Using tiny tweezers to characterize bioinspired nanocarriers

 

Oil and water are two very different substances that typically don’t mix, except in mayonnaise, milk, salad dressings, and other so-called “emulsions” — stable mixtures of water droplets and fatty molecules. Oil and water emulsions are used in everything from drug delivery to food processing and cosmetics. However, studying how single particles within these emulsions change in response to, for example, pH shifts in the digestive tract has proved challenging.

Now, for the first time, NCCR Bio-Inspired Materials researchers at the University of Fribourg have used “optical tweezers” to trap and characterize individual particles within an oil and water emulsion while changing the pH. Their findings may help not only to better understand how fat is digested in the body, but also inform the production of improved food formulations and drug nanocarriers.

“No one before managed to look at the ultrastructural features of a digesting oil-in-water emulsion droplet at the single-particle level in real time using optical tweezers,” says NCCR principal investigator Stefan Salentinig, professor of experimental physical chemistry at the University of Fribourg.

Salentinig and his team have previously found that, as milk is digested, it forms highly organized nanostructures that could be key for transporting nutrients that do not dissolve in water through the digestive tract.

The researchers also showed that these structures may be used as tiny shuttles to transport antimicrobial drugs and release the drugs in response to changes in pH. However, the effect of pH on the nanostructures remained mysterious. So, Salentinig teamed up with NCCR PI Frank Scheffold, professor of physics at the University of Fribourg, whose group has been working on optical tweezers — intense beams of laser light that can be used to capture and manipulate tiny objects. This Nobel Prize-winning technology, developed in the 1970s, is now used in many applications, from trapping fat droplets inside living cells to studying the workings of individual enzymes.

“Optical tweezers are one of the most brilliant innovations in science and allow us to manipulate objects on the microscale,” Scheffold says. “We adapted and contributed with new developments to this technology, in terms of making it faster and higher-precision, and we have implemented some of these learnings in this study.”

Scheffold, Salentinig, and their teams combined optical tweezers with microscopy, microfluidics and other analytic methods in a way that allowed them to capture and characterize droplets of the fatty molecule oleic acid in water under changing pH conditions.
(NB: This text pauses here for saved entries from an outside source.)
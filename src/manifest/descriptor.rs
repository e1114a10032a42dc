//! Manifest types: declared recipes, handlers, configuration and policies.
use std::collections::HashMap;
use std::sync::{Arc, RwLock};

use super::recipe::{RecipeArgs, RecipeDeclaration, RecipeHandler, RecipeOptions};
use super::{Manifest, ManifestError};
use crate::config::Configuration;
use crate::resources::{ResourceDefault, SearchPathDefault};

/// Predicate deciding whether a manifest may execute.
pub type Requirement = Arc<dyn Fn(&Manifest) -> bool + Send + Sync>;

/// Everything instances of one kind of manifest share.
///
/// Built once with [`ManifestTypeBuilder`] and shared behind an [`Arc`].
/// Recipes, handlers, requirements and resource defaults are fixed at build
/// time.  The configuration stays writable: [`ManifestType::configure`] and
/// instance-level [`Manifest::configure`] merge into it, and every instance
/// created afterwards starts from the merged result.
pub struct ManifestType {
    name: String,
    parent: Option<Arc<ManifestType>>,
    recipes: Vec<RecipeDeclaration>,
    handlers: HashMap<String, RecipeHandler>,
    configuration: RwLock<Configuration>,
    requirements: Vec<(String, Requirement)>,
    resource_defaults: Vec<Arc<dyn ResourceDefault>>,
}

impl std::fmt::Debug for ManifestType {
    fn fmt(&self, f: &mut std::fmt::Formatter<'_>) -> std::fmt::Result {
        let mut handlers: Vec<&String> = self.handlers.keys().collect();
        handlers.sort();
        let requirements: Vec<&String> = self.requirements.iter().map(|(name, _)| name).collect();
        f.debug_struct("ManifestType")
            .field("name", &self.name)
            .field("parent", &self.parent.as_ref().map(|p| p.name()))
            .field("recipes", &self.recipes)
            .field("handlers", &handlers)
            .field("configuration", &self.configuration())
            .field("requirements", &requirements)
            .field("resource_defaults", &self.resource_defaults)
            .finish()
    }
}

impl ManifestType {
    /// Type name.
    #[must_use]
    pub fn name(&self) -> &str {
        &self.name
    }

    /// The type this one extends, if any.
    #[must_use]
    pub const fn parent(&self) -> Option<&Arc<Self>> {
        self.parent.as_ref()
    }

    /// Recipes declared directly on this type.
    #[must_use]
    pub fn own_recipes(&self) -> &[RecipeDeclaration] {
        &self.recipes
    }

    /// Inherited recipe list: the parent's list followed by this type's own
    /// declarations.
    #[must_use]
    pub fn recipes(&self) -> Vec<RecipeDeclaration> {
        let mut all = self.parent.as_ref().map_or_else(Vec::new, |p| p.recipes());
        all.extend(self.recipes.iter().cloned());
        all
    }

    /// Find the handler for `recipe`, searching this type before its
    /// ancestors.
    #[must_use]
    pub fn handler(&self, recipe: &str) -> Option<RecipeHandler> {
        self.handlers
            .get(recipe)
            .cloned()
            .or_else(|| self.parent.as_ref()?.handler(recipe))
    }

    /// Snapshot of the type-level configuration.
    #[must_use]
    pub fn configuration(&self) -> Configuration {
        self.configuration
            .read()
            .unwrap_or_else(std::sync::PoisonError::into_inner)
            .clone()
    }

    /// Deep-merge `updates` into the type-level configuration.
    ///
    /// Instances already created keep their own copy; later instances see
    /// the change.
    pub fn configure(&self, updates: &Configuration) {
        self.configuration
            .write()
            .unwrap_or_else(std::sync::PoisonError::into_inner)
            .deep_merge(updates);
    }

    /// Requirement names, ancestors first.
    #[must_use]
    pub fn requirement_names(&self) -> Vec<String> {
        let mut names = self
            .parent
            .as_ref()
            .map_or_else(Vec::new, |p| p.requirement_names());
        names.extend(self.requirements.iter().map(|(name, _)| name.clone()));
        names
    }

    /// Name of the first requirement `manifest` does not meet, checking
    /// ancestors first.
    pub(super) fn first_unmet(&self, manifest: &Manifest) -> Option<String> {
        if let Some(unmet) = self.parent.as_ref().and_then(|p| p.first_unmet(manifest)) {
            return Some(unmet);
        }
        self.requirements
            .iter()
            .find(|(_, check)| !check(manifest))
            .map(|(name, _)| name.clone())
    }

    /// Attribute-default policies, ancestors first.
    #[must_use]
    pub fn resource_defaults(&self) -> Vec<Arc<dyn ResourceDefault>> {
        let mut all = self
            .parent
            .as_ref()
            .map_or_else(Vec::new, |p| p.resource_defaults());
        all.extend(self.resource_defaults.iter().cloned());
        all
    }

    /// Verify every declared recipe has a handler.
    ///
    /// # Errors
    ///
    /// Returns [`ManifestError::UndeclaredRecipe`] for the first recipe
    /// without one.
    pub fn check(&self) -> Result<(), ManifestError> {
        self.recipes()
            .into_iter()
            .find(|r| self.handler(r.name()).is_none())
            .map_or(Ok(()), |missing| {
                Err(ManifestError::UndeclaredRecipe {
                    manifest: self.name.clone(),
                    recipe: missing.name().to_string(),
                })
            })
    }
}

/// Builder for [`ManifestType`].
///
/// # Examples
///
/// ```
/// use marionette::manifest::ManifestTypeBuilder;
///
/// let base = ManifestTypeBuilder::new("Base")
///     .recipe("users")
///     .handler("users", |_, _| Ok(()))
///     .build();
/// let web = ManifestTypeBuilder::extend("Web", &base)
///     .recipe("nginx")
///     .handler("nginx", |_, _| Ok(()))
///     .build();
///
/// let names: Vec<String> = web.recipes().iter().map(|r| r.name().to_string()).collect();
/// assert_eq!(names, ["users", "nginx"]);
/// assert_eq!(base.recipes().len(), 1);
/// ```
#[must_use]
pub struct ManifestTypeBuilder {
    name: String,
    parent: Option<Arc<ManifestType>>,
    recipes: Vec<RecipeDeclaration>,
    handlers: HashMap<String, RecipeHandler>,
    configuration: Configuration,
    requirements: Vec<(String, Requirement)>,
    resource_defaults: Vec<Arc<dyn ResourceDefault>>,
}

impl std::fmt::Debug for ManifestTypeBuilder {
    fn fmt(&self, f: &mut std::fmt::Formatter<'_>) -> std::fmt::Result {
        f.debug_struct("ManifestTypeBuilder")
            .field("name", &self.name)
            .field("parent", &self.parent.as_ref().map(|p| p.name()))
            .field("recipes", &self.recipes)
            .finish_non_exhaustive()
    }
}

impl ManifestTypeBuilder {
    /// Start a root type.  Root types stamp `exec` resources with the
    /// process search path ([`SearchPathDefault`]).
    pub fn new(name: impl Into<String>) -> Self {
        Self {
            name: name.into(),
            parent: None,
            recipes: Vec::new(),
            handlers: HashMap::new(),
            configuration: Configuration::new(),
            requirements: Vec::new(),
            resource_defaults: vec![Arc::new(SearchPathDefault)],
        }
    }

    /// Start a type extending `parent`.
    ///
    /// The new type inherits the parent's recipes, handlers, requirements and
    /// resource defaults, and starts from a snapshot of its configuration.
    pub fn extend(name: impl Into<String>, parent: &Arc<ManifestType>) -> Self {
        Self {
            name: name.into(),
            parent: Some(Arc::clone(parent)),
            recipes: Vec::new(),
            handlers: HashMap::new(),
            configuration: parent.configuration(),
            requirements: Vec::new(),
            resource_defaults: Vec::new(),
        }
    }

    /// Declare recipe `name` without options.
    pub fn recipe(self, name: impl Into<String>) -> Self {
        self.recipe_with(name, RecipeOptions::new())
    }

    /// Declare recipe `name` with explicit options.
    pub fn recipe_with(mut self, name: impl Into<String>, options: RecipeOptions) -> Self {
        self.recipes.push(RecipeDeclaration::new(name, options));
        self
    }

    /// Register the handler implementing recipe `name`.
    pub fn handler<F>(mut self, name: impl Into<String>, handler: F) -> Self
    where
        F: Fn(&mut Manifest, &RecipeArgs) -> anyhow::Result<()> + Send + Sync + 'static,
    {
        self.handlers.insert(name.into(), Arc::new(handler));
        self
    }

    /// Register an already shared handler.
    pub fn shared_handler(mut self, name: impl Into<String>, handler: RecipeHandler) -> Self {
        self.handlers.insert(name.into(), handler);
        self
    }

    /// Deep-merge `updates` into the type's configuration.
    pub fn configure(mut self, updates: impl Into<Configuration>) -> Self {
        self.configuration.deep_merge(&updates.into());
        self
    }

    /// Add a named requirement; instances are executable only when it holds.
    pub fn requires<F>(mut self, name: impl Into<String>, check: F) -> Self
    where
        F: Fn(&Manifest) -> bool + Send + Sync + 'static,
    {
        self.requirements.push((name.into(), Arc::new(check)));
        self
    }

    /// Add an attribute-default policy for constructed resources.
    pub fn resource_default(mut self, policy: impl ResourceDefault + 'static) -> Self {
        self.resource_defaults.push(Arc::new(policy));
        self
    }

    /// Finish the type without checking handlers.
    ///
    /// A recipe without a handler then fails when an instance executes.
    #[must_use]
    pub fn build(self) -> Arc<ManifestType> {
        Arc::new(ManifestType {
            name: self.name,
            parent: self.parent,
            recipes: self.recipes,
            handlers: self.handlers,
            configuration: RwLock::new(self.configuration),
            requirements: self.requirements,
            resource_defaults: self.resource_defaults,
        })
    }

    /// Finish the type, rejecting recipes without handlers.
    ///
    /// # Errors
    ///
    /// Returns [`ManifestError::UndeclaredRecipe`] for the first declared
    /// recipe no handler implements.
    pub fn build_checked(self) -> Result<Arc<ManifestType>, ManifestError> {
        let built = self.build();
        built.check()?;
        Ok(built)
    }
}

#[cfg(test)]
#[allow(clippy::expect_used, clippy::unwrap_used, clippy::indexing_slicing)]
mod tests {
    use super::*;
    use crate::resources::{AttributeDefault, ResourceKind};
    use serde_json::{Value, json};

    fn config(value: Value) -> Configuration {
        Configuration::from_value(value).unwrap()
    }

    fn names(recipes: &[RecipeDeclaration]) -> Vec<&str> {
        recipes.iter().map(RecipeDeclaration::name).collect()
    }

    #[test]
    fn empty_type_has_no_recipes() {
        let t = ManifestTypeBuilder::new("Empty").build();
        assert!(t.recipes().is_empty());
        assert!(t.check().is_ok());
    }

    #[test]
    fn parent_recipes_come_first_and_parent_is_untouched() {
        let base = ManifestTypeBuilder::new("Base")
            .recipe("a")
            .recipe("b")
            .build();
        let child = ManifestTypeBuilder::extend("Child", &base)
            .recipe("c")
            .recipe("d")
            .build();
        assert_eq!(names(&child.recipes()), ["a", "b", "c", "d"]);
        assert_eq!(names(child.own_recipes()), ["c", "d"]);
        assert_eq!(names(&base.recipes()), ["a", "b"]);
    }

    #[test]
    fn siblings_do_not_see_each_other() {
        let base = ManifestTypeBuilder::new("Base").recipe("a").build();
        let left = ManifestTypeBuilder::extend("Left", &base).recipe("l").build();
        let right = ManifestTypeBuilder::extend("Right", &base).recipe("r").build();
        assert_eq!(names(&left.recipes()), ["a", "l"]);
        assert_eq!(names(&right.recipes()), ["a", "r"]);
    }

    #[test]
    fn child_configuration_deep_merges_into_parent() {
        let base = ManifestTypeBuilder::new("Base")
            .configure(config(json!({"a": {"b": 1}, "keep": true})))
            .build();
        let child = ManifestTypeBuilder::extend("Child", &base)
            .configure(config(json!({"a": {"c": 2}})))
            .build();
        let merged = child.configuration();
        assert_eq!(merged.get_path("a.b"), Some(&json!(1)));
        assert_eq!(merged.get_path("a.c"), Some(&json!(2)));
        assert_eq!(merged.get("keep"), Some(&json!(true)));
        assert_eq!(base.configuration().get_path("a.c"), None);
    }

    #[test]
    fn handler_lookup_prefers_own_then_ancestors() {
        let base = ManifestTypeBuilder::new("Base")
            .recipe("shared")
            .handler("shared", |_, _| Ok(()))
            .handler("overridden", |_, _| anyhow::bail!("base"))
            .build();
        let child = ManifestTypeBuilder::extend("Child", &base)
            .handler("overridden", |_, _| Ok(()))
            .build();
        assert!(child.handler("shared").is_some());
        assert!(child.handler("overridden").is_some());
        assert!(child.handler("missing").is_none());
        assert!(base.handler("overridden").is_some());
    }

    #[test]
    fn child_may_implement_parent_recipe() {
        let base = ManifestTypeBuilder::new("Abstract").recipe("deploy").build();
        assert!(base.check().is_err());
        let concrete = ManifestTypeBuilder::extend("Concrete", &base)
            .handler("deploy", |_, _| Ok(()))
            .build_checked();
        assert!(concrete.is_ok());
    }

    #[test]
    fn build_checked_reports_first_undeclared_recipe() {
        let err = ManifestTypeBuilder::new("Broken")
            .recipe("ok")
            .handler("ok", |_, _| Ok(()))
            .recipe("missing")
            .recipe("also_missing")
            .build_checked()
            .unwrap_err();
        assert!(matches!(
            err,
            ManifestError::UndeclaredRecipe { ref manifest, ref recipe }
                if manifest == "Broken" && recipe == "missing"
        ));
    }

    #[test]
    fn type_configure_is_visible_in_later_snapshots() {
        let t = ManifestTypeBuilder::new("Base").build();
        t.configure(&config(json!({"x": 1})));
        assert_eq!(t.configuration().get("x"), Some(&json!(1)));
    }

    #[test]
    fn requirements_and_defaults_are_inherited() {
        let base = ManifestTypeBuilder::new("Base")
            .requires("always", |_| true)
            .build();
        let child = ManifestTypeBuilder::extend("Child", &base)
            .requires("never", |_| false)
            .resource_default(AttributeDefault::new(ResourceKind::File, "owner", "root"))
            .build();
        assert_eq!(child.requirement_names(), ["always", "never"]);
        assert_eq!(base.resource_defaults().len(), 1);
        assert_eq!(child.resource_defaults().len(), 2);
    }

    #[test]
    fn debug_lists_handlers_without_closures() {
        let t = ManifestTypeBuilder::new("Base")
            .recipe("a")
            .handler("a", |_, _| Ok(()))
            .build();
        let rendered = format!("{t:?}");
        assert!(rendered.contains("ManifestType"));
        assert!(rendered.contains("\"a\""));
    }
}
The researchers found that at low pH, the oleic acid droplets do not have a specific structure. “They look like a simple oil droplet surrounded by water,” Salentinig says. But as the pH increased, the molecules began to arrange in very specific nanostructures.

At neutral pH, water from the outside started to enter the droplets, and aggregates of oleic acid filled with water formed honeycomb-like structures. As the pH increased, these so-called liquid crystalline structures transformed into tiny fat sponges whose pores were filled with water. At high pH, onion-shaped vesicles are formed; these structures are made of several concentric layers of oleic acid and water. The researchers reported their findings in the Journal of Colloid and Interface Science.

“By changing the pH, one can tune the structures and induce the release of a drug, a molecule, a nutrient — whatever is loaded into these carriers,” Salentinig says. Understanding how the structures of these nano-shuttles change with pH, he adds, would allow researchers to target drugs to specific organs or influence the feeling of satiety in people.

Salentinig and Scheffold continue collaborating on an ambitious new project that uses optical tweezers to capture individual droplets, manipulate their structure, and map their composition in real time using state-of-the-art techniques. Looking at the composition of the droplets in real time would allow the researchers to monitor the release of drugs and other molecules.

Reference: Manca, M.; Zhang, C.; Scheffold, F.; Salentinig, S., Optical tweezer platform for the characterization of pH-triggered colloidal transformations in the oleic acid / water system, J. Colloid Interface Sci., 2022, 627, 610–620.